Plant Growth Regulation

Prof. Umeda
UMEDA Masaaki mail icon
Assistant Professor
AKI Shiori mail icon
Zhang Ye mail icon
Labs HP

Outline of Research and Education

Plants continuously produce organs throughout their life. This feature renders them distinct from animals, in which organ formation ceases soon after embryogenesis. We aim to understand the mechanisms of DNA polyploidization, stress response and stem cell maintenance that support sustained plant growth under changing environments. Our study will contribute to the development of technologies to increase plant biomass and food production, and to protect global plant resources.

Major Research Topics

Mechanisms for induction of DNA polyploidization

In many plant species, cells start DNA polyploidization, called endoreplication, after the cessation of cell division. Endoreplication promotes enlargement of individual cells and organs; thus, it greatly contributes to plant biomass production. While previous studies demonstrated that inhibition of cell cycle progression induces the onset of endoreplication, we recently found that chromatin decondensation can be another cause that triggers endoreplication. We are focusing on the key epigenetic factors controlling endoreplication and investigating the involvement of chromatin dynamics in the transition from cell division to DNA polyploidization. We are also developing technologies to enhance DNA polyploidization in crops and woody plants, aiming to increase food and biomass production.

Plant growth regulation in response to abiotic stress

Plant growth is usually inhibited under stressful conditions because plants need to use energy for coping with stress, rather than for organ growth. We have recently identified the signaling cascade that triggers G2 cell cycle arrest in response to multiple stresses, thereby functioning as a module for stress-induced growth arrest. We are studying how this cascade orchestrates the expression of G2/M-specific genes and whether it is conserved among plant species. We are also generating multiple stress-tolerant crops, which can continuously grow under changing environments, by modifying the signaling components.

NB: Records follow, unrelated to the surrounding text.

use crate::components::network_canvas::annotation_renderer::draw_annotations;
use crate::components::network_canvas::graph_renderer::{draw_graph, DrawableGraph};
use crate::components::network_canvas::path_overlay::composite_path_overlay;
use crate::components::network_canvas::style::NETWORK;
use crate::components::network_canvas::{DrawingSurface, TrainAnimation};
use crate::constants::NETWORK_TITLE;
use crate::error::{VisualizeError, VisualizeResult};
use crate::import::{parse_network, parse_path_result, DataSource};
use crate::models::{Mode, Network, PathResult, PathResultKind, StationRegistry, VisualizerSettings};

/// Files one attempt in `mode` reads, in load order
#[must_use]
pub fn required_files(mode: Mode, settings: &VisualizerSettings) -> Vec<String> {
    match mode {
        Mode::FullNetwork => vec![settings.network_path()],
        Mode::PathOverlay => vec![settings.network_path(), settings.path_result_path()],
    }
}

/// Every input of one attempt, loaded and parsed, nothing drawn yet
#[derive(Debug, Clone)]
pub struct PreparedFigure {
    pub mode: Mode,
    pub network: Network,
    pub path: Option<PathResult>,
    pub kind: PathResultKind,
}

/// What a finished draw left behind
#[derive(Debug)]
pub struct Figure {
    pub mode: Mode,
    pub title: String,
    /// Armed only in path overlay mode; not yet ticked
    pub animation: Option<TrainAnimation>,
    /// Stations left out of the drawing because the registry cannot place them
    pub warnings: Vec<VisualizeError>,
}

/// Load and parse every input `mode` needs.
///
/// # Errors
///
/// The first [`VisualizeError`] hit while reading or parsing an input file
pub fn prepare(
    mode: Mode,
    source: &impl DataSource,
    settings: &VisualizerSettings,
) -> VisualizeResult<PreparedFigure> {
    let network_file = settings.network_path();
    let network = parse_network(&network_file, &source.read_text(&network_file)?)?;

    let path = match mode {
        Mode::FullNetwork => None,
        Mode::PathOverlay => {
            let path_file = settings.path_result_path();
            Some(parse_path_result(&path_file, &source.read_text(&path_file)?)?)
        }
    };

    crate::logging::log!(
        "Loaded {} stations and {} connections for {}",
        network.station_count(),
        network.connection_count(),
        mode.label()
    );

    Ok(PreparedFigure {
        mode,
        network,
        path,
        kind: settings.path_result,
    })
}

impl PreparedFigure {
    /// Draw the figure: graph layers, title, then annotations
    pub fn render<S: DrawingSurface + ?Sized>(&self, surface: &mut S, registry: &StationRegistry) -> Figure {
        let (title, animation) = match &self.path {
            Some(path) => {
                composite_path_overlay(surface, &self.network, path, registry);
                (
                    self.kind.journey_title(path.cost),
                    Some(TrainAnimation::for_path(path, registry)),
                )
            }
            None => {
                draw_graph(surface, &DrawableGraph::from(&self.network), registry, &NETWORK);
                (NETWORK_TITLE.to_string(), None)
            }
        };

        surface.set_title(&title);
        draw_annotations(surface, registry);

        Figure {
            mode: self.mode,
            title,
            animation,
            warnings: self.unknown_stations(registry),
        }
    }

    fn unknown_stations(&self, registry: &StationRegistry) -> Vec<VisualizeError> {
        let mut codes = self.network.unknown_stations(registry);
        if let Some(path) = &self.path {
            for code in &path.path {
                if !registry.contains(code) && !codes.contains(code) {
                    codes.push(code.clone());
                }
            }
        }
        codes.into_iter().map(VisualizeError::unknown_station).collect()
    }
}

/// One visualization attempt: load everything, then draw.
///
/// Nothing touches `surface` unless every input loaded, so a failed attempt
/// leaves no partial figure behind.
///
/// # Errors
///
/// Any [`VisualizeError`] from loading the inputs
pub fn run_visualization<S: DrawingSurface + ?Sized>(
    mode: Mode,
    source: &impl DataSource,
    settings: &VisualizerSettings,
    registry: &StationRegistry,
    surface: &mut S,
) -> VisualizeResult<Figure> {
    let prepared = prepare(mode, source, settings).inspect_err(|e| {
        leptos::logging::error!("Visualization ({}) aborted: {e}", mode.label());
    })?;
    let figure = prepared.render(surface, registry);
    crate::logging::log!("Drew '{}' with {} warnings", figure.title, figure.warnings.len());
    Ok(figure)
}

#[cfg(test)]
mod tests {
    use super::*;
    use crate::components::network_canvas::style::HIGHLIGHT;
    use crate::components::network_canvas::surface::{DrawCommand, RecordingSurface, TextBoxSlot};
    use crate::import::PrefetchedSource;

    const NETWORK_JSON: &str = r#"{
        "A": {"connections": [{"to": "B", "distance": 10}]},
        "B": {"connections": [{"to": "C", "distance": 20}]},
        "C": {"connections": [{"to": "ZZZ", "distance": 5}]}
    }"#;

    fn registry() -> StationRegistry {
        StationRegistry::from_rows(&[
            ("A", "Alpha", (0.0, 0.0)),
            ("B", "Bravo", (1.0, 0.0)),
            ("C", "Charlie", (1.0, 1.0)),
            ("X", "Xray", (0.0, 1.0)),
        ])
    }

    fn source_with_path(settings: &VisualizerSettings, path_json: &str) -> PrefetchedSource {
        PrefetchedSource::new()
            .with_file(settings.network_path(), NETWORK_JSON)
            .with_file(settings.path_result_path(), path_json)
    }

    fn highlighted_edges(commands: &[DrawCommand]) -> usize {
        commands
            .iter()
            .filter(|c| matches!(c, DrawCommand::Edge { stroke, .. } if stroke.color == HIGHLIGHT.edge_color))
            .count()
    }

    #[test]
    fn test_required_files() {
        let settings = VisualizerSettings::default();
        assert_eq!(required_files(Mode::FullNetwork, &settings), vec![settings.network_path()]);
        assert_eq!(
            required_files(Mode::PathOverlay, &settings),
            vec![settings.network_path(), settings.path_result_path()]
        );
    }

    #[test]
    fn test_missing_network_file_draws_nothing() {
        let settings = VisualizerSettings::default();
        let mut surface = RecordingSurface::new();

        let error = run_visualization(Mode::FullNetwork, &PrefetchedSource::new(), &settings, &registry(), &mut surface)
            .expect_err("network file is missing");

        assert_eq!(error, VisualizeError::file_missing(settings.network_path()));
        assert!(surface.is_empty());
    }

    #[test]
    fn test_missing_path_field_draws_nothing() {
        let settings = VisualizerSettings::default();
        let source = source_with_path(&settings, r#"{"cost": 3}"#);
        let mut surface = RecordingSurface::new();

        let error = run_visualization(Mode::PathOverlay, &source, &settings, &registry(), &mut surface)
            .expect_err("path field is missing");

        assert_eq!(error, VisualizeError::missing_field(settings.path_result_path(), "path"));
        assert!(surface.is_empty());
    }

    #[test]
    fn test_full_network_mode() {
        let settings = VisualizerSettings::default();
        let source = PrefetchedSource::new().with_file(settings.network_path(), NETWORK_JSON);
        let mut surface = RecordingSurface::new();

        let figure = run_visualization(Mode::FullNetwork, &source, &settings, &registry(), &mut surface)
            .expect("inputs load");

        assert_eq!(figure.title, NETWORK_TITLE);
        assert_eq!(surface.title(), Some(NETWORK_TITLE));
        assert!(figure.animation.is_none());
        assert_eq!(figure.warnings, vec![VisualizeError::unknown_station("ZZZ")]);

        // C -> ZZZ is omitted; the other two edges are drawn
        let edges = surface
            .commands
            .iter()
            .filter(|c| matches!(c, DrawCommand::Edge { .. }))
            .count();
        assert_eq!(edges, 2);
    }

    #[test]
    fn test_path_overlay_with_cost() {
        let settings = VisualizerSettings::default();
        let source = source_with_path(&settings, r#"{"path": ["A", "B", "C"], "cost": 30}"#);
        let mut surface = RecordingSurface::new();

        let figure = run_visualization(Mode::PathOverlay, &source, &settings, &registry(), &mut surface)
            .expect("inputs load");

        assert!(figure.title.contains("30"), "{}", figure.title);
        assert_eq!(highlighted_edges(&surface.commands), 2);

        let labels: Vec<&str> = surface
            .commands
            .iter()
            .filter_map(|c| match c {
                DrawCommand::Label { text, boxed: true, .. } => Some(text.as_str()),
                _ => None,
            })
            .collect();
        assert_eq!(labels, vec!["10 km", "20 km"]);

        let animation = figure.animation.expect("path overlay animates");
        assert_eq!(animation.len(), 3);
        assert_eq!(animation.index(), 0);
        assert_eq!(surface.marker, None);
    }

    #[test]
    fn test_single_station_path() {
        let settings = VisualizerSettings::default();
        let source = source_with_path(&settings, r#"{"path": ["X"]}"#);
        let mut surface = RecordingSurface::new();

        let figure = run_visualization(Mode::PathOverlay, &source, &settings, &registry(), &mut surface)
            .expect("inputs load");

        assert_eq!(highlighted_edges(&surface.commands), 0);
        assert_eq!(figure.title, crate::constants::JOURNEY_TITLE);
        assert!(!figure.title.chars().any(|c| c.is_ascii_digit()));
    }

    #[test]
    fn test_annotations_follow_the_title() {
        let settings = VisualizerSettings::default();
        let source = PrefetchedSource::new().with_file(settings.network_path(), NETWORK_JSON);
        let mut surface = RecordingSurface::new();

        run_visualization(Mode::FullNetwork, &source, &settings, &registry(), &mut surface).expect("inputs load");

        let tail: Vec<_> = surface.commands.iter().rev().take(3).collect();
        assert!(matches!(tail[0], DrawCommand::TextBox { slot: TextBoxSlot::Legend, .. }));
        assert!(matches!(tail[1], DrawCommand::TextBox { slot: TextBoxSlot::Scale, .. }));
        assert!(matches!(tail[2], DrawCommand::Title(_)));
    }

    #[test]
    fn test_reference_data_end_to_end() {
        let settings = VisualizerSettings::default();
        let source = PrefetchedSource::new()
            .with_file(settings.network_path(), include_str!("../test-data/uttarakhand_railway.json"))
            .with_file(
                settings.path_result_path(),
                include_str!("../test-data/uttarakhand_dijkstra_distance_result.json"),
            );
        let mut surface = RecordingSurface::new();

        let figure = run_visualization(
            Mode::PathOverlay,
            &source,
            &settings,
            &StationRegistry::uttarakhand(),
            &mut surface,
        )
        .expect("reference data loads");

        assert_eq!(figure.title, "Train Journey (Total Distance: 170 km)");
        assert!(figure.warnings.is_empty());
        assert_eq!(highlighted_edges(&surface.commands), 5);
        assert_eq!(figure.animation.map(|a| a.len()), Some(6));
    }
}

Maintenance and replenishment of plant stem cells

Plants have a long life-span if the developmental program is optimized, and continue to grow throughout their life. This feature is derived from persistent proliferation of pluripotent stem cells scattered throughout the plant body. We are studying the molecular mechanisms of how stem cells are maintained and replenished under DNA stress. We recently found that plant hormones play a crucial role in stem cell death and regeneration; therefore, the focus is on how hormonal signalings are coordinated to preserve stem cells. Genome maintenance in stem cells is also essential for repetitive organ formation, thus we are investigating how hormones control chromatin structure and genome integrity. Our study will contribute to the understanding of mechanisms underlying toti/pluripotency, thereby leading to the development of technologies for modifying plant architecture and enhancing regeneration in tissue culture.

Fig. 1 Increasing plant biomass by enhancing DNA polyploidization.
Change in chromatin structure and cell cycle retardation induce DNA polyploidization.
Fig. 2  A signaling module inducing cell cycle arrest in response to abiotic stresses.
Transcription factors MYB3R3/5 cause G2 arrest in response to DNA damage and heat stress. Suppression of this module will enable us to generate super stress tolerant plants.
Fig. 3 Stem cell maintenance in the root tip.
Stem cell death, which occurs in response to DNA damage, is accompanied with the division of a neighboring QC cell, thereby replenishing stem cells.